On the other side of the fence, there is a very large population of people that follow our industry who are not privy to that data and they continue to hear the same propaganda from sources essentially stating the customer is wrong. Without seeing the well results over time for yourself and continuing to hear supposed ‘industry experts’ say things like, “there are still questions on in-basin Permian sand”, “NW will always have a place in the Permian”, or most recently, “Operators will switch back to NW in the Permian” it is understandable you might still have some questions. This population deserves to get a little more insight into what is going on, and I hope the rest of this information is helpful for that group.

Looking at things purely from a 30,000’ view I would hope reading the above quotes from the Operators themselves, gives you some pretty strong conviction in believing that the debate is really over in the Permian. It goes without saying, but probably worth reminding everyone that the Permian positions of these Operators are some of, if not the most valuable assets that they have in their entire portfolio (most by a healthy multiple), and they have a very strong vested interest to make the right decisions around the development of these positions. Or to be more blunt, they are not
incentivized to continue to perform a subpar completion technique that yields subpar well performance. Additionally, you should consider the fact that when it comes to horizontals shale development, the US Operators are armed with the highest level of intelligence, education, experience, knowledge, and technology in the industry; second to no one else in the world. Lastly, and more as an aside I think it is pretty astonishing to consider the sheer number of individuals involved in each of the independent evaluations and decisions to move to PS; it is estimated that there are approximately 359 active E&P’s in the Permian. Enough said? Apparently not, because despite all of this we still hear questions around the validity of PS today.

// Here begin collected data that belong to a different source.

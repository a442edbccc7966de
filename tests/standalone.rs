//! Scenario tests for the sequential runner.

use std::fs;

use minimr::standalone::{engine, Job};
use minimr::{ihash, shuffle, workload};

#[test]
fn word_count_matches_expected_lines() {
    let dir = tempfile::tempdir().unwrap();
    fs::write(dir.path().join("a.txt"), "foo bar foo").unwrap();
    fs::write(dir.path().join("b.txt"), "bar baz").unwrap();
    let out = dir.path().join("out");
    let job = Job {
        input: dir.path().join("*.txt").display().to_string(),
        workload: "wc".into(),
        output: out.display().to_string(),
        n_reduce: 2,
        args: vec![],
    };
    engine::run_job(&job, &workload::named("wc").unwrap()).unwrap();

    let mut lines = Vec::new();
    for reduce_id in 0..2 {
        let contents = fs::read_to_string(out.join(shuffle::output_name(reduce_id))).unwrap();
        for line in contents.lines() {
            let key = line.split(' ').next().unwrap();
            assert_eq!(ihash(key.as_bytes()) % 2, reduce_id);
            lines.push(line.to_string());
        }
    }
    lines.sort();
    assert_eq!(lines, vec!["bar 2", "baz 1", "foo 2"]);
}

#[test]
fn empty_input_still_produces_every_output() {
    let dir = tempfile::tempdir().unwrap();
    fs::write(dir.path().join("empty.txt"), "").unwrap();
    let out = dir.path().join("out");
    let job = Job {
        input: dir.path().join("*.txt").display().to_string(),
        workload: "wc".into(),
        output: out.display().to_string(),
        n_reduce: 3,
        args: vec![],
    };
    engine::run_job(&job, &workload::named("wc").unwrap()).unwrap();

    for reduce_id in 0..3 {
        let contents = fs::read(out.join(shuffle::output_name(reduce_id))).unwrap();
        assert!(contents.is_empty());
    }
}

#[test]
fn grep_threads_aux_args_through() {
    let dir = tempfile::tempdir().unwrap();
    fs::write(dir.path().join("hay.txt"), "hay\nneedle here\nhay").unwrap();
    let out = dir.path().join("out");
    let job = Job {
        input: dir.path().join("*.txt").display().to_string(),
        workload: "grep".into(),
        output: out.display().to_string(),
        n_reduce: 1,
        args: vec!["--term".into(), "needle".into()],
    };
    engine::run_job(&job, &workload::named("grep").unwrap()).unwrap();

    let contents = fs::read_to_string(out.join(shuffle::output_name(0))).unwrap();
    assert!(contents.contains("2:needle here"));
}
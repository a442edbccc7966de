//! Utility functions that may be helpful for implementing
//! and testing MapReduce.
//!

use anyhow::Result;
use bytes::Bytes;

/// Read an entire [`Bytes`] slice into a [`String`].
///
/// Note that the entire slice will be read into the string.
/// It is the caller's responsibility to ensure the slice is
/// of the correct length. Failure to do so may result in
/// an error being returned, or the string data being incorrect.
///
/// Returns an error if the slice contains invalid UTF-8.
pub fn string_from_bytes(buf: Bytes) -> Result<String> {
    Ok(String::from_utf8(buf.as_ref().into())?)
}

/// Convert a [`String`] to [`Bytes`].
#[inline]
pub fn string_to_bytes(s: String) -> Bytes {
    Bytes::from(s)
}
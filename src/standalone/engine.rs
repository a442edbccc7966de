//! Sequential execution of a whole job in one process.
//!
//! Drives the same map and reduce pipelines the distributed worker runs,
//! over the same shuffle files, so a workload can be smoke-tested without
//! starting a coordinator and workers.

use std::fs;
use std::path::Path;

use anyhow::{ensure, Context, Result};
use bytes::Bytes;
use glob::glob;

use crate::standalone::Job;
use crate::{worker, Workload};

pub fn run_job(job: &Job, engine: &Workload) -> Result<()> {
    let serialized_args = Bytes::from(serde_json::to_string(&job.args)?);

    // glob yields paths in sorted order, so map indices are stable
    let inputs = glob(&job.input)
        .with_context(|| format!("bad input spec {}", job.input))?
        .flatten()
        .map(|path| path.display().to_string())
        .collect::<Vec<_>>();
    ensure!(!inputs.is_empty(), "no input files match {}", job.input);

    fs::create_dir_all(&job.output)
        .with_context(|| format!("creating output directory {}", job.output))?;
    let dir = Path::new(&job.output);

    for (map_id, filename) in inputs.iter().enumerate() {
        worker::perform_map(
            dir,
            map_id as u32,
            filename,
            job.n_reduce,
            engine.map_fn,
            &serialized_args,
        )?;
    }
    for reduce_id in 0..job.n_reduce {
        worker::perform_reduce(
            dir,
            reduce_id,
            inputs.len() as u32,
            engine.reduce_fn,
            &serialized_args,
        )?;
    }
    Ok(())
}
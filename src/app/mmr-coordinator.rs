use std::sync::{Arc, Mutex};
use std::time::Duration;

use anyhow::Result;
use clap::Parser;
use minimr::cmd::coordinator::Args;
use minimr::coordinator::{self, Job};
use minimr::rpc;

/// How often the host loop re-checks the completion predicate.
const DONE_POLL_INTERVAL: Duration = Duration::from_millis(500);

#[tokio::main]
async fn main() -> Result<()> {
    env_logger::Builder::new()
        .filter_level(log::LevelFilter::Info)
        .init();

    let args = Args::parse();
    let socket = args.socket.unwrap_or_else(rpc::endpoint_path);
    let job = Arc::new(Mutex::new(Job::new(
        args.inputs,
        args.n_reduce,
        Duration::from_secs(args.timeout),
    )));

    let server = tokio::spawn(coordinator::serve(Arc::clone(&job), socket.clone()));

    loop {
        if job.lock().unwrap_or_else(|e| e.into_inner()).done() {
            break;
        }
        if server.is_finished() {
            // the server task only returns early on a bind or serve error
            return server.await?;
        }
        tokio::time::sleep(DONE_POLL_INTERVAL).await;
    }

    log::info!("job complete, shutting down");
    // one more poll interval so finishing workers can pick up their Done reply
    tokio::time::sleep(DONE_POLL_INTERVAL).await;
    server.abort();
    let _ = std::fs::remove_file(&socket);
    Ok(())
}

Sometimes people just need to see exactly how the sausage is made before they’ll eat it, so let’s step into the kitchen for the next part of this write up. There are a lot of different ways to evaluate the type of sand you want to use for your wells. I’ll start with the most simple and straight forward method that is commonly used, Crush Strength VS Reservoir Pressure. Then I will walk through a little more in-depth look at what the API measurement of crush strength really means and how it relates to well production; Well Production & Crush Strength.

Crush Strength VS Reservoir Pressure
The “crush strength” of a proppant is intended to represent the amount of closure pressure a given type of sand can withstand before “failing” or “crushing”. The American Petroleum Institute (“API”) has very detailed testing procedures for proppants laid out in its API 19C document, and these are the universally accepted standards by which we measure and report the crush strength of a proppant, or more specifically a sand in this case. The unit of measure most commonly used for crush strength is pressure per square inch (“psi”), so when you hear someone say that sand is a 10K crush, they mean that through an API testing procedure it withstood, or passed at, 10,000psi

The reservoir pressure, or more specifically closure pressure for this topic, is the measure of the maximum pressure that could be exerted on sand (or anything for that matter) pumped into the reservoir. Some will interpolate and report their approximate reservoir pressure by the amount of pressure seen during the drilling process, but without going into too much detail this is less accurate and can be somewhat subjective at times.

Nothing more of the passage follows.